Choline Transporter regulates olfactory habituation via a neuronal triad of excitatory, inhibitory and mushroom body neurons.

PLoS Genet 2021 Dec 16;17(12):e1009938. Epub 2021 Dec 16.

Centre for Cellular and Molecular Biology, Council of Scientific and Industrial Research (CSIR-CCMB), Hyderabad, India.

Choline is an essential component of Acetylcholine (ACh) biosynthesis pathway which requires high-affinity Choline transporter (ChT) for its uptake into the presynaptic terminals of cholinergic neurons. Previously, we had reported a predominant expression of ChT in memory processing and storing region of the Drosophila brain called mushroom bodies (MBs). It is unknown how ChT contributes to the functional principles of MB operation. Here, we demonstrate the role of ChT in Habituation, a non-associative form of learning. Odour driven habituation traces are laid down in ChT dependent manner in antennal lobes (AL), projection neurons (PNs), and MBs. We observed that reduced habituation due to knock-down of ChT in MBs causes hypersensitivity towards odour, suggesting that ChT also regulates incoming stimulus suppression.
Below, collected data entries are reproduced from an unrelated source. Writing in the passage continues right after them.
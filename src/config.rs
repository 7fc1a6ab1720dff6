//! Runtime settings read from the environment (`.env` is loaded by `main`)

use std::str::FromStr;
use std::time::Duration;
use thiserror::Error;

use crate::api::yahoo::YahooClient;
use crate::indicators::{IndicatorConfig, IndicatorError};

#[derive(Debug, Error)]
pub enum ConfigError {
    #[error("{0} not set")]
    Missing(&'static str),
    #[error("Invalid value for {name}: '{value}'")]
    Invalid { name: &'static str, value: String },
    #[error(transparent)]
    Indicator(#[from] IndicatorError),
}

#[derive(Debug, Clone)]
pub struct Settings {
    pub discord_token: String,
    pub command_prefix: String,
    pub yahoo_base_url: String,
    pub http_timeout: Duration,
    pub yahoo_max_rps: usize,
    pub indicators: IndicatorConfig,
}

impl Settings {
    pub fn from_env() -> Result<Self, ConfigError> {
        Self::from_lookup(|key| std::env::var(key).ok())
    }

    /// Build settings from any key lookup; `from_env` passes `std::env::var`
    pub fn from_lookup<F>(lookup: F) -> Result<Self, ConfigError>
    where
        F: Fn(&str) -> Option<String>,
    {
        let discord_token = lookup("DISCORD_TOKEN")
            .filter(|token| !token.trim().is_empty())
            .ok_or(ConfigError::Missing("DISCORD_TOKEN"))?;

        let defaults = IndicatorConfig::default();
        let indicators = IndicatorConfig {
            fast_span: parse_or(&lookup, "MACD_FAST", defaults.fast_span)?,
            slow_span: parse_or(&lookup, "MACD_SLOW", defaults.slow_span)?,
            signal_span: parse_or(&lookup, "MACD_SIGNAL", defaults.signal_span)?,
            rsi_window: parse_or(&lookup, "RSI_WINDOW", defaults.rsi_window)?,
            ma_short_window: parse_or(&lookup, "MA_SHORT", defaults.ma_short_window)?,
            ma_long_window: parse_or(&lookup, "MA_LONG", defaults.ma_long_window)?,
        };
        indicators.validate()?;

        Ok(Self {
            discord_token,
            command_prefix: lookup("COMMAND_PREFIX").unwrap_or_else(|| "$".to_string()),
            yahoo_base_url: lookup("YAHOO_BASE_URL")
                .unwrap_or_else(|| YahooClient::DEFAULT_BASE_URL.to_string()),
            http_timeout: Duration::from_secs(parse_or(&lookup, "HTTP_TIMEOUT_SECS", 10u64)?),
            yahoo_max_rps: parse_or(&lookup, "YAHOO_MAX_RPS", 5usize)?,
            indicators,
        })
    }
}

fn parse_or<F, T>(lookup: &F, name: &'static str, default: T) -> Result<T, ConfigError>
where
    F: Fn(&str) -> Option<String>,
    T: FromStr,
{
    match lookup(name) {
        None => Ok(default),
        Some(value) => value
            .trim()
            .parse()
            .map_err(|_| ConfigError::Invalid { name, value }),
    }
}
//! Ping/status command models

/// Bot ping metrics and uptime information
#[derive(Debug)]
pub struct PingMetrics {
    pub response_latency: u64,
    pub response_roundtrip: u64,
    pub uptime: String,
}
Importantly, we show for the first time that ChT is not unique to cholinergic neurons but is also required in inhibitory GABAergic neurons to drive habituation behaviour. Our results support a model in which ChT regulates both habituation and incoming stimuli through multiple circuit loci via an interplay between excitatory and inhibitory neurons. Strikingly, the lack of ChT in MBs shows characteristics similar to the major reported features of Autism spectrum disorders (ASD), including attenuated habituation, sensory hypersensitivity as well as defective GABAergic signalling. Our data establish the role of ChT in habituation and suggest that its dysfunction may contribute to neuropsychiatric disorders like ASD.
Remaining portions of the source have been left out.